[[ EXERCISE INPUTS open ]]
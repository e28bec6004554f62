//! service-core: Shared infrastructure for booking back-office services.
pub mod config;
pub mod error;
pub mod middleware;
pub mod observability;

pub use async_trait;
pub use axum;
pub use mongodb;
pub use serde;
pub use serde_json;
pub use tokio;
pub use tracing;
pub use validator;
[[ EXERCISE INPUTS closed ]]
[[ EXERCISE INPUTS open ]]
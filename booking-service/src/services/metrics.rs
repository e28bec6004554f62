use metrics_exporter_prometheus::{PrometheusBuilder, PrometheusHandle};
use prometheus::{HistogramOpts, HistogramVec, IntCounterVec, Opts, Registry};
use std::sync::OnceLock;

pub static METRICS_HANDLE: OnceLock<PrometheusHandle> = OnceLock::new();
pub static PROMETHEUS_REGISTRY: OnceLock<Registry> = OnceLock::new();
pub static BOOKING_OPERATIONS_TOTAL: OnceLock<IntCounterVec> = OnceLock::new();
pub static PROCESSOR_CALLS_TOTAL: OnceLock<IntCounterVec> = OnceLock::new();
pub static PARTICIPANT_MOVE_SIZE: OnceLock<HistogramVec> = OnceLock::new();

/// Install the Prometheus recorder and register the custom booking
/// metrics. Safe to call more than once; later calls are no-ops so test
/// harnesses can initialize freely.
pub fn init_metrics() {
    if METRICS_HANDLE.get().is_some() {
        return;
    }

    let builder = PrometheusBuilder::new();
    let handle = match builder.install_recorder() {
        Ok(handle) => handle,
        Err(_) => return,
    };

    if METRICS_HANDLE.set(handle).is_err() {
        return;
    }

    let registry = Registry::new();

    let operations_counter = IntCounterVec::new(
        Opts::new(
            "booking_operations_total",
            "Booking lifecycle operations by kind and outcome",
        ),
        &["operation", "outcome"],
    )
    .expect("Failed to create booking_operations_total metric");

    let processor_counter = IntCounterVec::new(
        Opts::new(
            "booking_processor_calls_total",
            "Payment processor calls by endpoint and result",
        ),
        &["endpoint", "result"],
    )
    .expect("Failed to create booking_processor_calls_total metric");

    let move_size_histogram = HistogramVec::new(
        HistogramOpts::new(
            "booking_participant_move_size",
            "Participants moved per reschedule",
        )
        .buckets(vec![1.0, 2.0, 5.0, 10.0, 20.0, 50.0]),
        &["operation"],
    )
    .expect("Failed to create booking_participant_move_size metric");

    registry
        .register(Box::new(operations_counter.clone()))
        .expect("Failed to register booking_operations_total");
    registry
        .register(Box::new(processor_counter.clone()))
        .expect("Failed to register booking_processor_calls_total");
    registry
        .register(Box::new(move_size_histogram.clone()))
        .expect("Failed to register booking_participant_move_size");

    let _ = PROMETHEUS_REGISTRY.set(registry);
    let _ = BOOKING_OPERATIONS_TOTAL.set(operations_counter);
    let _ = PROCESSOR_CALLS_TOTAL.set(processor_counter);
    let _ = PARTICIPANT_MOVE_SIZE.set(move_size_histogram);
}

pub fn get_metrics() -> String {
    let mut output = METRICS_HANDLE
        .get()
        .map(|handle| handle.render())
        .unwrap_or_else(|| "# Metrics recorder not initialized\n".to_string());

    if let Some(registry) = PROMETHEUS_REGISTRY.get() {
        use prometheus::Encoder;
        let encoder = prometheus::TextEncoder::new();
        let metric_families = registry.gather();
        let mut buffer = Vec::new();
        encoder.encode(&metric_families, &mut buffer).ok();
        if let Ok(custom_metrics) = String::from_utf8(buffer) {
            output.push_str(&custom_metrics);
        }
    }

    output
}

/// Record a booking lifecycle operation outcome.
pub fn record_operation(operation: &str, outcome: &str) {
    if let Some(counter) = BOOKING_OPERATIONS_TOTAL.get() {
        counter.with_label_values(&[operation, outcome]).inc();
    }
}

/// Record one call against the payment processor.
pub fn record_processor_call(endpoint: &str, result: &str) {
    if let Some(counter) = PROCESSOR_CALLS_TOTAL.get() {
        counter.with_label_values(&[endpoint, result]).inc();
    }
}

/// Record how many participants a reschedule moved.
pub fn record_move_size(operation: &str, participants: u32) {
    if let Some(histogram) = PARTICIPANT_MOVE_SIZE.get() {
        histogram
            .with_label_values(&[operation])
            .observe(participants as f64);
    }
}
[[ EXERCISE INPUTS closed ]]
[[ EXERCISE INPUTS open ]]
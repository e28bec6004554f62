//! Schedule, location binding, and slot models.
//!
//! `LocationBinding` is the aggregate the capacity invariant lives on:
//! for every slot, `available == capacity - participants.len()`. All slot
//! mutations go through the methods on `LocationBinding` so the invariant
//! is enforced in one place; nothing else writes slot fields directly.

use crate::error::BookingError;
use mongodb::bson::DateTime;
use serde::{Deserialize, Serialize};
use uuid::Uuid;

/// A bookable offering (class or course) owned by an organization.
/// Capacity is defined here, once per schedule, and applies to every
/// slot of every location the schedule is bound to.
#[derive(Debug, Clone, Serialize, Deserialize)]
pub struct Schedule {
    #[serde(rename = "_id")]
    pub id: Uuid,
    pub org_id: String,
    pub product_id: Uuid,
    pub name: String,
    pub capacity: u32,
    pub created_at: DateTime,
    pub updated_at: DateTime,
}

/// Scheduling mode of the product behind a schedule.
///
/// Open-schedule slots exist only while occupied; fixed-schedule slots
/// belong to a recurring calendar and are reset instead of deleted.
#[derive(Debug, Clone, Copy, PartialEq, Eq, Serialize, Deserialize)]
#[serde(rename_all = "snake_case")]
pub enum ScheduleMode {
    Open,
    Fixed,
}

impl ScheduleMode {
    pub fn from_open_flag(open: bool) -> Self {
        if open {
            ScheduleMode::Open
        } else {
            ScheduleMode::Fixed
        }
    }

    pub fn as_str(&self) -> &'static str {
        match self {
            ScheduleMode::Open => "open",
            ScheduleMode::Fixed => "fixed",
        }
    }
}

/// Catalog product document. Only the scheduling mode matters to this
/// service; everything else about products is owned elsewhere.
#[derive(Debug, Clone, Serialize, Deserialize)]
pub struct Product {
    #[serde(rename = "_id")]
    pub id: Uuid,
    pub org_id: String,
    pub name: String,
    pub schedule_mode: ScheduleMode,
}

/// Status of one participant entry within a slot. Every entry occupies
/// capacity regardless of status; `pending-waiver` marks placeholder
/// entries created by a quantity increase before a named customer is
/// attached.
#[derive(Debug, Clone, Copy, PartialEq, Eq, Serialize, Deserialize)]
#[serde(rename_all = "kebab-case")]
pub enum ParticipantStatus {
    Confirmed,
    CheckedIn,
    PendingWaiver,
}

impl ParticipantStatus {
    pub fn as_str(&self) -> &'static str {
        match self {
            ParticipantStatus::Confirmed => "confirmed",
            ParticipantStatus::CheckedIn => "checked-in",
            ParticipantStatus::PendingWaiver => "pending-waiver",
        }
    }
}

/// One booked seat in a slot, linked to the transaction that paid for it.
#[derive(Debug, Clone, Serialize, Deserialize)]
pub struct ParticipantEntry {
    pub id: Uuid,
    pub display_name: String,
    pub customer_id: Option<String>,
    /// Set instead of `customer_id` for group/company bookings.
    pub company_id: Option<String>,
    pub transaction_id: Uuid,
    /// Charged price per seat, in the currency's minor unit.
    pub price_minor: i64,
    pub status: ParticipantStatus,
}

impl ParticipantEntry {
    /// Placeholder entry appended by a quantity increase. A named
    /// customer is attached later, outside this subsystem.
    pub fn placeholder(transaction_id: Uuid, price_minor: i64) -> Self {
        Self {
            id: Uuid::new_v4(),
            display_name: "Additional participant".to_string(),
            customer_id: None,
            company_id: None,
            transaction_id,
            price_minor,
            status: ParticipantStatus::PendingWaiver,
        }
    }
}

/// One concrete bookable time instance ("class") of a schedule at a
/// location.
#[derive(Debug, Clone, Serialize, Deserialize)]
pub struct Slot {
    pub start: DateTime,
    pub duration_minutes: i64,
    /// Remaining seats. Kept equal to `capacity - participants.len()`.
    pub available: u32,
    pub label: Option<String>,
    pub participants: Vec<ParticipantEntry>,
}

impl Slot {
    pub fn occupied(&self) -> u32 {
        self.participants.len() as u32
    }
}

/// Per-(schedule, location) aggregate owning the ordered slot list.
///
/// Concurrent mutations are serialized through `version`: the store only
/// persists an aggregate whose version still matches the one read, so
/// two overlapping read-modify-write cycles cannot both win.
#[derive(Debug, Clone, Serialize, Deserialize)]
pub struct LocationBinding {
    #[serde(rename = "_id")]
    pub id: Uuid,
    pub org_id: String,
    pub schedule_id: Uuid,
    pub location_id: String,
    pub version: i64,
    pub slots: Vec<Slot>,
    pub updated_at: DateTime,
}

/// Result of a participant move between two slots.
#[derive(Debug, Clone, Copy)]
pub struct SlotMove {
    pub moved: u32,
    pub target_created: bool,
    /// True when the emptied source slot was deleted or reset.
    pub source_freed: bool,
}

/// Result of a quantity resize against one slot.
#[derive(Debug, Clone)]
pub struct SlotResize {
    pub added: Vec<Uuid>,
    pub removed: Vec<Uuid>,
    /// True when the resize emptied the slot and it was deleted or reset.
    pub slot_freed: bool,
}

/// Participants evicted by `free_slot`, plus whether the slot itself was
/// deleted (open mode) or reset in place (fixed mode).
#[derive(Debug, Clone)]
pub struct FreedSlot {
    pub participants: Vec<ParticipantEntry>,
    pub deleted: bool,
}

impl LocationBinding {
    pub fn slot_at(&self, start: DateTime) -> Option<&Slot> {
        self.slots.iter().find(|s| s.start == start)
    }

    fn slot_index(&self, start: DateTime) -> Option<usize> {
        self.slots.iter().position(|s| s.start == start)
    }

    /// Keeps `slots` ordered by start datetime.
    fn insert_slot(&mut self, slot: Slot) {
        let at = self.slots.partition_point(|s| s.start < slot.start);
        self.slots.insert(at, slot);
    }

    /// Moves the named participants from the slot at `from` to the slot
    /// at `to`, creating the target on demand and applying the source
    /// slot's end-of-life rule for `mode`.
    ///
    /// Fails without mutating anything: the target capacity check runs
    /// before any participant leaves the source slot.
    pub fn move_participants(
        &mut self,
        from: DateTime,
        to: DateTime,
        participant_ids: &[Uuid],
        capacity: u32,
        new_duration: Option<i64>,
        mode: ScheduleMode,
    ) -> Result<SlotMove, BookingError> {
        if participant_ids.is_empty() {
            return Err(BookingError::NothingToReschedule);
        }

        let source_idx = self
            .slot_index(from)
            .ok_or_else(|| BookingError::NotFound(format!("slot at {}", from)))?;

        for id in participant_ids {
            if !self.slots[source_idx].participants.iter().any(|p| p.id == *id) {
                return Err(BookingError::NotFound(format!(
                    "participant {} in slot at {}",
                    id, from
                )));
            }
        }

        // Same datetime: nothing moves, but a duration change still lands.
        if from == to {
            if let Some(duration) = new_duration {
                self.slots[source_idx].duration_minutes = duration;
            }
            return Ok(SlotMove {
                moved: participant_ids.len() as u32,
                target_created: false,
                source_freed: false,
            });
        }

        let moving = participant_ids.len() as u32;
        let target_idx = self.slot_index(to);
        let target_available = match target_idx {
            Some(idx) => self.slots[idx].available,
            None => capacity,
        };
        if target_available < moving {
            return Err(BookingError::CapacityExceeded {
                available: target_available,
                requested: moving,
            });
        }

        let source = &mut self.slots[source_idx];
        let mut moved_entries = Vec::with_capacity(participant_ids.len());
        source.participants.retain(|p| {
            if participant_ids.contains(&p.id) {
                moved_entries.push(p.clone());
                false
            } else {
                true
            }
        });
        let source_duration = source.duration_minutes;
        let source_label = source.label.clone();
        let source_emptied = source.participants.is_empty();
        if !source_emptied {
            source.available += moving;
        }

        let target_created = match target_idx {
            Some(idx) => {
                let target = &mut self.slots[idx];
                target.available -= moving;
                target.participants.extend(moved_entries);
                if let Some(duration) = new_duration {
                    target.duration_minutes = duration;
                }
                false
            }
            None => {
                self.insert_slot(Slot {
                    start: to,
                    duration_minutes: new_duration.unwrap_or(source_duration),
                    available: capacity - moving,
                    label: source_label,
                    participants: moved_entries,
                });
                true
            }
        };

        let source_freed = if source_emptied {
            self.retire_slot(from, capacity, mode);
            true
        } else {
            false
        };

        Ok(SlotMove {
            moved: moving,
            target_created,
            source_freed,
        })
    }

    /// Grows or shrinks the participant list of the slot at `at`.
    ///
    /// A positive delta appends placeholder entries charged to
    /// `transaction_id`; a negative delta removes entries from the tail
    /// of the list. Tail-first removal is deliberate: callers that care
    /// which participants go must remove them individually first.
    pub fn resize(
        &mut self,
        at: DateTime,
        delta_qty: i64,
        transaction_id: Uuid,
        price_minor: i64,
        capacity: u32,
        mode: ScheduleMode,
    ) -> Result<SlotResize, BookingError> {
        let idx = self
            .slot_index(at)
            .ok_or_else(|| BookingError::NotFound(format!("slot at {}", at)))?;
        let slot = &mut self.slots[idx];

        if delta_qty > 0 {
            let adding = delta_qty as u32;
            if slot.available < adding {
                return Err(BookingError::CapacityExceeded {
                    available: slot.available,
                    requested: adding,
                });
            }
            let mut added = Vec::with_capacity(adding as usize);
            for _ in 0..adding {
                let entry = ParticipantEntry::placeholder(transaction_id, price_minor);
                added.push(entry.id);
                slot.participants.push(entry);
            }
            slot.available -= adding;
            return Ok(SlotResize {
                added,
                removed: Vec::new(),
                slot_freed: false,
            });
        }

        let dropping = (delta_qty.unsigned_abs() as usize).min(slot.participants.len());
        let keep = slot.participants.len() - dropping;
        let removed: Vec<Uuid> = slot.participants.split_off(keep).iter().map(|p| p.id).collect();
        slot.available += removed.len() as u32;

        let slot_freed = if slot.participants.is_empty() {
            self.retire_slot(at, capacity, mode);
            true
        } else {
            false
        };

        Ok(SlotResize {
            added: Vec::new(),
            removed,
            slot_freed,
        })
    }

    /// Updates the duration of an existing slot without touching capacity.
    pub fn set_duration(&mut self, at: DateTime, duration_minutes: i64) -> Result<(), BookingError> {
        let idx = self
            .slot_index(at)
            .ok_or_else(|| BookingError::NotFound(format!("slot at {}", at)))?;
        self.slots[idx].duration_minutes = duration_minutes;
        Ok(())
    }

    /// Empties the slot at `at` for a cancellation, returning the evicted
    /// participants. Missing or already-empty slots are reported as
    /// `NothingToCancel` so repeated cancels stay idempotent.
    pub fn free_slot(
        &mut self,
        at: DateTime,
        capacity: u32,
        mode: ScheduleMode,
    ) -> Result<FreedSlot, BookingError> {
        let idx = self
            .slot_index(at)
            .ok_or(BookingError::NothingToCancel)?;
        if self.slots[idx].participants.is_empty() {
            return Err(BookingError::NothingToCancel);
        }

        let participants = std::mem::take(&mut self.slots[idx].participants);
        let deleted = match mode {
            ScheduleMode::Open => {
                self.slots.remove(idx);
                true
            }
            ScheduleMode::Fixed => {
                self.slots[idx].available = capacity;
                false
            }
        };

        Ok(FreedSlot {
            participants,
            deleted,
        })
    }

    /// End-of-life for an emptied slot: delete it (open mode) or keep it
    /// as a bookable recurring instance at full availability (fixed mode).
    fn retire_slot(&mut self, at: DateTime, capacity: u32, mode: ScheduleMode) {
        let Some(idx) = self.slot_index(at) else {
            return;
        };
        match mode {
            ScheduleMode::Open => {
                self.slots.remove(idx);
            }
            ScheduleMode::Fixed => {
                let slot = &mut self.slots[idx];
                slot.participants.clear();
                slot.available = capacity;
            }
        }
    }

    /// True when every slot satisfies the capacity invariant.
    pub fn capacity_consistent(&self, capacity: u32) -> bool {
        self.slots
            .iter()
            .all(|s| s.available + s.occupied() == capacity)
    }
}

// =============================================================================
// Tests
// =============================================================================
[[ EXERCISE INPUTS closed ]]
-- BRIEF --
Lines holding the word "service" should be copied from the entries above.

-- EXERCISE ANSWER --
//! service-core: Shared infrastructure for booking back-office services.
filename booking-service/src/services/metrics.rs
/// service; everything else about products is owned elsewhere.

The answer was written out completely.